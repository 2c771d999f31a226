mod errors;
pub mod rewriter;

pub use errors::*;
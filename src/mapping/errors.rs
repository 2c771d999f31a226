use std::path::PathBuf;
use thiserror::Error;

/// Errors raised while building or loading a path mapping table.
///
/// Every variant means the table itself is unusable, so none of them is recoverable per file.
#[derive(Error, Debug)]
pub enum ConfigurationError {
    #[error("candidate '{new}' has an empty old path")]
    EmptyPattern { new: String },

    #[error("candidate '{old}' -> '{new}' changes the byte length ({old_len} != {new_len})")]
    LengthMismatch {
        old: String,
        new: String,
        old_len: usize,
        new_len: usize,
    },

    #[error("old path '{0}' appears in more than one candidate")]
    DuplicateCandidate(String),

    #[error("old path '{outer}' embeds old path '{inner}' but their rewrites disagree")]
    OverlappingCandidates { outer: String, inner: String },

    #[error("new path '{candidate}' can form old path '{old}', a second run would rewrite it again")]
    ChainedCandidate { candidate: String, old: String },

    #[error("failed to read configuration {}: {source}", path.display())]
    Read {
        path: PathBuf,
        #[source]
        source: std::io::Error,
    },

    #[error("failed to parse configuration {}: {source}", path.display())]
    Parse {
        path: PathBuf,
        #[source]
        source: serde_json::Error,
    },
}

pub type Result<T> = core::result::Result<T, ConfigurationError>;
________________
◆ **Assigned task**
Your answer consists solely of the lines from the top of the records above through the line that contains "has an empty", each echoed exactly.

◆ **Written answer**
repository 2c771d999f31a226
mod errors;
pub mod rewriter;

pub use errors::*;
filename src/mapping/errors.rs
repository 2c771d999f31a226
use std::path::PathBuf;
use thiserror::Error;

/// Errors raised while building or loading a path mapping table.
///
/// Every variant means the table itself is unusable, so none of them is recoverable per file.
#[derive(Error, Debug)]
pub enum ConfigurationError {
    #[error("candidate '{new}' has an empty old path")]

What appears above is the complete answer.